Segment Start: RECORDS FOR THE EXERCISE
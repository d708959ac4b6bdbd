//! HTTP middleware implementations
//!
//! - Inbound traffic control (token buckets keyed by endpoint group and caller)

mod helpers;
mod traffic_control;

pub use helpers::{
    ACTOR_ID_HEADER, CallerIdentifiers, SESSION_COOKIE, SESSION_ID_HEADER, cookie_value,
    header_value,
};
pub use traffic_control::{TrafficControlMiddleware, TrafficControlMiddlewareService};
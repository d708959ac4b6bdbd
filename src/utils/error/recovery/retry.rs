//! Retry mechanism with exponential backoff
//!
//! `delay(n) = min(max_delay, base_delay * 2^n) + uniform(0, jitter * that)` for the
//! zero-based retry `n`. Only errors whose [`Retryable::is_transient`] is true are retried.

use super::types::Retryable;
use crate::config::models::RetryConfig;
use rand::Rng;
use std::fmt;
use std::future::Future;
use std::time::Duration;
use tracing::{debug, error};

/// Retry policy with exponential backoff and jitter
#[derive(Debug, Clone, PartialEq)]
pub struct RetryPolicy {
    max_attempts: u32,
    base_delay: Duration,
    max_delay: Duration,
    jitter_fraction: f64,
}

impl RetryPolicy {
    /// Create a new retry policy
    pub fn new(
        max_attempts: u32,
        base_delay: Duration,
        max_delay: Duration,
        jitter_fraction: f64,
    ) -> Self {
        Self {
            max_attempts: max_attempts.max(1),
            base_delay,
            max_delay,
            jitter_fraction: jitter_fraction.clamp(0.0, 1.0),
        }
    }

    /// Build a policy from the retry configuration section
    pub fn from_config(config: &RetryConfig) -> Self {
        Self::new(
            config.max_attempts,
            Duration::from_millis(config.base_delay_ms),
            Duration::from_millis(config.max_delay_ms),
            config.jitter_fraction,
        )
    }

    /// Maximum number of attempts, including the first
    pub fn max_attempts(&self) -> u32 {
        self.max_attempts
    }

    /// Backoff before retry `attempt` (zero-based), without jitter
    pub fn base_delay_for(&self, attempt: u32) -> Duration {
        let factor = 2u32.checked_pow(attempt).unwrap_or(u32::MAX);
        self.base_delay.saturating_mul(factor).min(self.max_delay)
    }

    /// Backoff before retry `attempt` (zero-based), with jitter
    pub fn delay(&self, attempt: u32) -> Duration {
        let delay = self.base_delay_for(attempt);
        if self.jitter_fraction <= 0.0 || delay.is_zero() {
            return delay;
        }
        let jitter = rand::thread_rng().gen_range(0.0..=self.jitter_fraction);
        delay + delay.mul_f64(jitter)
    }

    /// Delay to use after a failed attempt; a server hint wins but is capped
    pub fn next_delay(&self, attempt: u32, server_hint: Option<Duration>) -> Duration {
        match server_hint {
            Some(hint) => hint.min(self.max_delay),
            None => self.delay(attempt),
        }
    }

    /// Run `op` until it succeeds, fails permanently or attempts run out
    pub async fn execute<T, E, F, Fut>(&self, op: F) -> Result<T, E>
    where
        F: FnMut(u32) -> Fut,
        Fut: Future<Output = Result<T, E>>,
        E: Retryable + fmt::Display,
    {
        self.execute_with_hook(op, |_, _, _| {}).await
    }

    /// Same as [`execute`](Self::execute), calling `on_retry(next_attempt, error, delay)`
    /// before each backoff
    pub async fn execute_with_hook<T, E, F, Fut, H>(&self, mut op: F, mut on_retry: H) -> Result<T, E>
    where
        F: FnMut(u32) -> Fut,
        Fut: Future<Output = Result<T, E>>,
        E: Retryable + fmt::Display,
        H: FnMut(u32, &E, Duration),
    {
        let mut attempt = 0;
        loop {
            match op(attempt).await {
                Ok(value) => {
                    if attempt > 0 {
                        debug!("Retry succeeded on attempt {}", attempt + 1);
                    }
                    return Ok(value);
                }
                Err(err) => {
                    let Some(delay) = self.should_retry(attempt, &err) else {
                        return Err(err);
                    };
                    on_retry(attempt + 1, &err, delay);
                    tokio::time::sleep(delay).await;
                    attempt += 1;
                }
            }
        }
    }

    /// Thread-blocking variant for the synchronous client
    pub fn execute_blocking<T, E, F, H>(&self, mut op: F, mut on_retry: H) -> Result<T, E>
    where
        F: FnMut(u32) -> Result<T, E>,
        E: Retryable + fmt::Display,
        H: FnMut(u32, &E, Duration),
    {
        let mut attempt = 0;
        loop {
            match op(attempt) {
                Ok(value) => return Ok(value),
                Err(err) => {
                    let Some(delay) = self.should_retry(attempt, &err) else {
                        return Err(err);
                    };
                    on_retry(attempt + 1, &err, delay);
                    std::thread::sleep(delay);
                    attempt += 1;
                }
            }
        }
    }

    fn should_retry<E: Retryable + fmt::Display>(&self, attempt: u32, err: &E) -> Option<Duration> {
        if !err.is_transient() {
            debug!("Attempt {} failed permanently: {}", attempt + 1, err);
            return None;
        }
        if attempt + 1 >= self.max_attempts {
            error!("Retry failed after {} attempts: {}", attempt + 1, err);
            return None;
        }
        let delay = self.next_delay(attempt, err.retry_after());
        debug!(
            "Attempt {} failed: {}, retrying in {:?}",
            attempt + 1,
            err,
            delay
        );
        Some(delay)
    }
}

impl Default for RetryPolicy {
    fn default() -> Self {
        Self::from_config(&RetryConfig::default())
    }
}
Segment End: RECORDS FOR THE EXERCISE
Segment Start: RECORDS FOR THE EXERCISE
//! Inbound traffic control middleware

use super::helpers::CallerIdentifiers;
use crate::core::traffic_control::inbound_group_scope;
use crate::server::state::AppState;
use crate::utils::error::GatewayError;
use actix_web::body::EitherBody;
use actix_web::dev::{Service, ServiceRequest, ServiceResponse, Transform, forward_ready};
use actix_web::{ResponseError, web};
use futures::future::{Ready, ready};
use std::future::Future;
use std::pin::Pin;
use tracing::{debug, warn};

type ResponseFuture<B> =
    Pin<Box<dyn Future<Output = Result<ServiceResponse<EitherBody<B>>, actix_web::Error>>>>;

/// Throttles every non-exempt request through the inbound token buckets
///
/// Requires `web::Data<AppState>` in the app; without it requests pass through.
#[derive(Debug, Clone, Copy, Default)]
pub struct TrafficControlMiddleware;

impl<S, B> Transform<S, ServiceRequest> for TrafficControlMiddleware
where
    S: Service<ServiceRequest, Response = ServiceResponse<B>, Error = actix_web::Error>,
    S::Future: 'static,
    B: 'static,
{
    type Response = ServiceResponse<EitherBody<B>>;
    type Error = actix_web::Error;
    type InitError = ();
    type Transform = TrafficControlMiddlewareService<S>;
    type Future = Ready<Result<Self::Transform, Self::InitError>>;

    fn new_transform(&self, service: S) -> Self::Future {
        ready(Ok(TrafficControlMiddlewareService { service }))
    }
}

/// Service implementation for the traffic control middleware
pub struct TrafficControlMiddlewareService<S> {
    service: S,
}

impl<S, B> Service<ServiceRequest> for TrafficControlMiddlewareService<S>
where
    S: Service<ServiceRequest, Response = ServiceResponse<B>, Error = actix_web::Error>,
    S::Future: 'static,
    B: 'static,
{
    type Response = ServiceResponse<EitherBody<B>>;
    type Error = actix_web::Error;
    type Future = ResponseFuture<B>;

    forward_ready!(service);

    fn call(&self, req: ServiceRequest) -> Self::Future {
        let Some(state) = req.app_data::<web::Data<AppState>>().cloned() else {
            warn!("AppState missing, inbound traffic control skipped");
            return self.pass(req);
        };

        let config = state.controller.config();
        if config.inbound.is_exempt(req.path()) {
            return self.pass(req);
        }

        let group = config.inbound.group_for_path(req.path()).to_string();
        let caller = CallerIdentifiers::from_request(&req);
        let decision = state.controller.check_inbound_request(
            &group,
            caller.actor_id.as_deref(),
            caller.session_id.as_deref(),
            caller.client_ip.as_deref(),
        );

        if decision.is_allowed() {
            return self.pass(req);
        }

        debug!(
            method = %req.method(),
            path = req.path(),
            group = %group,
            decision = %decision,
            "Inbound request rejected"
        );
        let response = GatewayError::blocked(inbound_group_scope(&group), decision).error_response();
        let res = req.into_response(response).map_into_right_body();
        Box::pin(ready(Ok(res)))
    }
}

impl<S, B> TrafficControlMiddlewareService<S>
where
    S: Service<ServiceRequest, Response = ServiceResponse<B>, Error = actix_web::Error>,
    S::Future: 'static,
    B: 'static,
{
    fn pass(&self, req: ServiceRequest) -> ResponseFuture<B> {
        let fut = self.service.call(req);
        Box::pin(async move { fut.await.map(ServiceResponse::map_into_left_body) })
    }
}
Segment End: RECORDS FOR THE EXERCISE
WORK REQUIRED =>
Pick out every line above that holds the word "buckets" and copy it.

ANSWER TO THIS PROBLEM =>
//! - Inbound traffic control (token buckets keyed by endpoint group and caller)
/// Throttles every non-exempt request through the inbound token buckets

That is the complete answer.